In Kenya, Kwale remains in Force Majeure while the Government of Kenya
completes the remaining conditions likely to be required by lenders to
Kwale. Tiomin is confident that Kwale can ultimately be developed but
notes that bureaucratic processes are unpredictable and often take
longer than expected. Tiomin may develop, sell part or sell all of
Kwale.
Tiomin also owns a 17.9% interest in Kivu Gold Corporation, a company
focused on exploration in sub-Saharan Africa.
About Radiant Resources Inc.
Radiant is a base metals and gold exploration company focused on the
Altay Shan mineral belt in Xinjiang, China. Radiant is in partnership
with Baodi, which is owned by the provincial government. Radiant and
Baodi own a joint venture company, Xinjiang Pacific Resources
Corporation ('XPR'), which owns the portfolio of exploration properties
that are of interest to Tiomin. Radiant has satisfied the contractual
requirements to increase its ownership of XPR from 51% to 70% and is in
the process of registering this change. Radiant has a right to earn up
to 90% of XPR.
Sarsuke, the key property, is close to Ashele, which is a Volcanic
Massive Sulfide ('VMS') type mine. This mine is reported in China to
contain 36 million tonnes grading 2.43% Cu, 1.08% Zn and 0.45 g/t Au.
In other locations around the world, VMS mines are found to occur in
clusters. Examples are the South Urals region of
Russia, the Iberian
Pyrite Belt in Spain and Portugal, the Bathurst and Noranda areas of
Canada and the Rudny Altay region of Kazakhstan and
Russia.

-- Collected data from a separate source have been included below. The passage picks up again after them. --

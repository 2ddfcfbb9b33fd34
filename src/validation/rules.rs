// SPDX-License-Identifier: MIT
// Copyright 2026 Roland Dreier <roland@rolandd.dev>

//! Rule shape, value patterns, and the standard rule table.

use regex::Regex;
use std::sync::LazyLock;

/// Static validation rule for one form field.
#[derive(Debug, Clone, Copy, PartialEq)]
pub struct Rule {
    pub required: bool,
    pub min_length: Option<usize>,
    pub max_length: Option<usize>,
    pub min: Option<f64>,
    pub max: Option<f64>,
    pub pattern: Option<Pattern>,
    /// Message reported when the pattern does not match
    pub message: Option<&'static str>,
}

impl Rule {
    /// No constraints at all; the base for struct-update syntax.
    pub const OPTIONAL: Rule = Rule {
        required: false,
        min_length: None,
        max_length: None,
        min: None,
        max: None,
        pattern: None,
        message: None,
    };

    /// Required field with no further constraints.
    pub const REQUIRED: Rule = Rule {
        required: true,
        ..Rule::OPTIONAL
    };

    /// Required number within `[min, max]`.
    pub const fn range(min: f64, max: f64, message: &'static str) -> Rule {
        Rule {
            required: true,
            min: Some(min),
            max: Some(max),
            message: Some(message),
            ..Rule::OPTIONAL
        }
    }
}

/// Shape a field value must have.
#[derive(Debug, Clone, Copy, PartialEq, Eq)]
pub enum Pattern {
    /// Letters, digits, `.`, `_`, `-`
    Username,
    /// At least one lowercase, uppercase, digit and one of `@$!%*?&`
    Password,
    /// Letters, whitespace, apostrophes, hyphens
    PersonName,
    /// `local@domain.tld` with no whitespace and a single `@`
    Email,
    /// E.164-style: optional `+`, 2-15 digits, no leading zero
    Phone,
}

static USERNAME_RE: LazyLock<Regex> =
    LazyLock::new(|| Regex::new(r"^[a-zA-Z0-9._-]+$").expect("username regex is valid"));

static PERSON_NAME_RE: LazyLock<Regex> =
    LazyLock::new(|| Regex::new(r"^[a-zA-Z\s'-]+$").expect("name regex is valid"));

static EMAIL_RE: LazyLock<Regex> =
    LazyLock::new(|| Regex::new(r"^[^\s@]+@[^\s@]+\.[^\s@]+$").expect("email regex is valid"));

static PHONE_RE: LazyLock<Regex> =
    LazyLock::new(|| Regex::new(r"^\+?[1-9][0-9]{1,14}$").expect("phone regex is valid"));

/// The password's first character, then one check per required class.
static PASSWORD_RES: LazyLock<[Regex; 5]> = LazyLock::new(|| {
    [
        r"^[A-Za-z0-9@$!%*?&]",
        r"[a-z]",
        r"[A-Z]",
        r"[0-9]",
        r"[@$!%*?&]",
    ]
    .map(|re| Regex::new(re).expect("password regex is valid"))
});

impl Pattern {
    pub fn matches(&self, value: &str) -> bool {
        match self {
            Pattern::Username => USERNAME_RE.is_match(value),
            Pattern::Password => PASSWORD_RES.iter().all(|re| re.is_match(value)),
            Pattern::PersonName => PERSON_NAME_RE.is_match(value),
            Pattern::Email => EMAIL_RE.is_match(value),
            Pattern::Phone => PHONE_RE.is_match(value),
        }
    }
}

pub const USERNAME: Rule = Rule {
    required: true,
    min_length: Some(3),
    max_length: Some(50),
    pattern: Some(Pattern::Username),
    message: Some(
        "Username must be 3-50 characters and contain only letters, numbers, dots, underscores, and hyphens",
    ),
    ..Rule::OPTIONAL
};

pub const PASSWORD: Rule = Rule {
    required: true,
    min_length: Some(8),
    max_length: Some(128),
    pattern: Some(Pattern::Password),
    message: Some(
        "Password must be 8-128 characters with at least one lowercase letter, one uppercase letter, one digit, and one special character",
    ),
    ..Rule::OPTIONAL
};

pub const NAME: Rule = Rule {
    required: true,
    min_length: Some(1),
    max_length: Some(50),
    pattern: Some(Pattern::PersonName),
    message: Some("Name can only contain letters, spaces, apostrophes, and hyphens"),
    ..Rule::OPTIONAL
};

pub const EMAIL: Rule = Rule {
    required: true,
    max_length: Some(100),
    pattern: Some(Pattern::Email),
    message: Some("Please enter a valid email address"),
    ..Rule::OPTIONAL
};

pub const PHONE: Rule = Rule {
    pattern: Some(Pattern::Phone),
    message: Some("Please enter a valid phone number"),
    ..Rule::OPTIONAL
};

pub const CURRENCY: Rule = Rule::range(0.0, 10_000_000.0, "Amount must be between $0 and $10,000,000");

pub const PERCENTAGE: Rule = Rule::range(0.0, 100.0, "Percentage must be between 0% and 100%");

pub const AGE: Rule = Rule::range(18.0, 100.0, "Age must be between 18 and 100");

pub const RETIREMENT_AGE: Rule = Rule::range(55.0, 75.0, "Retirement age must be between 55 and 75");

pub const YEARS: Rule = Rule::range(0.0, 50.0, "Years must be between 0 and 50");
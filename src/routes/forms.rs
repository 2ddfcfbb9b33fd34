// SPDX-License-Identifier: MIT
// Copyright 2026 Roland Dreier <roland@rolandd.dev>

//! Form submissions and subscription actions.

use super::redirect;
use crate::controllers::{accounts, calculators, payments, planning};
use crate::error::Result;
use crate::validation::FormValues;
use crate::AppState;
use axum::{extract::State, response::Redirect, routing::post, Form, Router};
use std::sync::Arc;

pub fn routes() -> Router<Arc<AppState>> {
    Router::new()
        .route("/accounts", post(create_account))
        .route("/contributions", post(create_contribution))
        .route("/calculators/retirement", post(retirement_calculator))
        .route("/calculators/social-security", post(social_security_calculator))
        .route("/planning/scenarios", post(scenarios))
        .route("/payments/method", post(payment_method))
        .route("/payments/frequency", post(frequency))
        .route("/payments/pause", post(pause))
        .route("/payments/cancel", post(cancel))
}

async fn create_account(
    State(state): State<Arc<AppState>>,
    Form(values): Form<FormValues>,
) -> Result<Redirect> {
    let result = accounts::create_account(&state, values).await;
    redirect(&state, result).await
}

async fn create_contribution(
    State(state): State<Arc<AppState>>,
    Form(values): Form<FormValues>,
) -> Result<Redirect> {
    let result = accounts::create_contribution(&state, values).await;
    redirect(&state, result).await
}

async fn retirement_calculator(
    State(state): State<Arc<AppState>>,
    Form(values): Form<FormValues>,
) -> Result<Redirect> {
    let result = calculators::retirement(&state, values).await;
    redirect(&state, result).await
}

async fn social_security_calculator(
    State(state): State<Arc<AppState>>,
    Form(values): Form<FormValues>,
) -> Result<Redirect> {
    let result = calculators::social_security(&state, values).await;
    redirect(&state, result).await
}

async fn scenarios(State(state): State<Arc<AppState>>) -> Result<Redirect> {
    let result = planning::load_scenarios(&state).await;
    redirect(&state, result).await
}

async fn payment_method(
    State(state): State<Arc<AppState>>,
    Form(values): Form<FormValues>,
) -> Result<Redirect> {
    let result = payments::update_payment_method(&state, values).await;
    redirect(&state, result).await
}

async fn frequency(
    State(state): State<Arc<AppState>>,
    Form(values): Form<FormValues>,
) -> Result<Redirect> {
    let result = payments::update_frequency(&state, values).await;
    redirect(&state, result).await
}

async fn pause(State(state): State<Arc<AppState>>) -> Result<Redirect> {
    let result = payments::pause(&state).await;
    redirect(&state, result).await
}

async fn cancel(State(state): State<Arc<AppState>>) -> Result<Redirect> {
    let result = payments::cancel(&state).await;
    redirect(&state, result).await
}
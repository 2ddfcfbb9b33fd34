// SPDX-License-Identifier: MIT
// Copyright 2026 Roland Dreier <roland@rolandd.dev>

//! Application error types with degraded-but-functional responses.

use axum::{
    http::StatusCode,
    response::{Html, IntoResponse, Response},
};

/// Application error type shared by the services, controllers and routes.
#[derive(Debug, thiserror::Error)]
pub enum AppError {
    /// Request was rejected or timed out before a response arrived.
    #[error("Network error: {0}")]
    Network(String),

    /// No connection could be opened, so the request was never sent.
    #[error("Connection failed: {0}")]
    Unreachable(String),

    /// Backend answered with a non-success status.
    #[error("HTTP {status}: {message}")]
    Http { status: u16, message: String },

    #[error("Failed to parse response: {0}")]
    Parse(String),

    /// Returned OAuth state does not match the one persisted before redirect.
    #[error("Invalid state parameter - possible CSRF attack")]
    StateMismatch,

    #[error("Token exchange failed: {0}")]
    TokenExchangeFailed(String),

    #[error("Failed to get user information from backend: {0}")]
    ProfileFetchFailed(String),

    #[error("No valid authentication token")]
    NoValidToken,

    #[error("Authentication required")]
    AuthRequired,

    #[error("Resource not found: {0}")]
    NotFound(String),

    #[error("Invalid request: {0}")]
    BadRequest(String),

    #[error("Storage error: {0}")]
    Storage(String),

    #[error("Internal error: {0}")]
    Internal(#[from] anyhow::Error),
}

impl AppError {
    /// Errors that must force the UI back to the login view.
    pub fn is_auth_error(&self) -> bool {
        matches!(
            self,
            AppError::StateMismatch
                | AppError::TokenExchangeFailed(_)
                | AppError::ProfileFetchFailed(_)
                | AppError::NoValidToken
                | AppError::AuthRequired
        )
    }

    /// Errors a view controller recovers from locally with fallback content.
    pub fn is_recoverable(&self) -> bool {
        matches!(
            self,
            AppError::Network(_)
                | AppError::Unreachable(_)
                | AppError::Http { .. }
                | AppError::Parse(_)
        )
    }

    /// HTTP status carried by the error, if the backend produced one.
    pub fn status(&self) -> Option<u16> {
        match self {
            AppError::Http { status, .. } => Some(*status),
            _ => None,
        }
    }
}

impl From<reqwest::Error> for AppError {
    fn from(e: reqwest::Error) -> Self {
        if e.is_decode() {
            AppError::Parse(e.to_string())
        } else if let Some(status) = e.status() {
            AppError::Http {
                status: status.as_u16(),
                message: e.to_string(),
            }
        } else if e.is_connect() {
            AppError::Unreachable(e.to_string())
        } else {
            AppError::Network(e.to_string())
        }
    }
}

impl IntoResponse for AppError {
    fn into_response(self) -> Response {
        let (status, message) = match &self {
            AppError::StateMismatch
            | AppError::TokenExchangeFailed(_)
            | AppError::ProfileFetchFailed(_) => {
                tracing::warn!(error = %self, "Login failed");
                (StatusCode::UNAUTHORIZED, "Login failed. Please try again.")
            }
            AppError::NoValidToken | AppError::AuthRequired => (
                StatusCode::UNAUTHORIZED,
                "Your session has expired. Please log in again.",
            ),
            AppError::NotFound(_) => (StatusCode::NOT_FOUND, "Page not found."),
            AppError::BadRequest(_) => (StatusCode::BAD_REQUEST, "Invalid request."),
            AppError::Network(_)
            | AppError::Unreachable(_)
            | AppError::Http { .. }
            | AppError::Parse(_) => {
                tracing::warn!(error = %self, "Backend unavailable");
                (
                    StatusCode::BAD_GATEWAY,
                    "Service temporarily unavailable. Please try again later.",
                )
            }
            AppError::Storage(msg) => {
                tracing::error!(error = %msg, "Storage error");
                (StatusCode::INTERNAL_SERVER_ERROR, "Something went wrong.")
            }
            AppError::Internal(err) => {
                tracing::error!(error = %err, "Internal error");
                (StatusCode::INTERNAL_SERVER_ERROR, "Something went wrong.")
            }
        };

        let body = format!(
            "<div class=\"error-message\">❌ {}</div>",
            crate::render::escape(message)
        );

        (status, Html(body)).into_response()
    }
}

/// Result type alias for services and handlers
pub type Result<T> = std::result::Result<T, AppError>;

Radiant's
personnel and consultants have significant expertise in exploring VMS
deposits.
Radiant recognizes that the combination of the Tiomin's assets with the
Radiant's assets allows the shareholders of Radiant to be involved in
an energetic company with an aggressive growth strategy, wide
geographic exposure and a diversified development portfolio.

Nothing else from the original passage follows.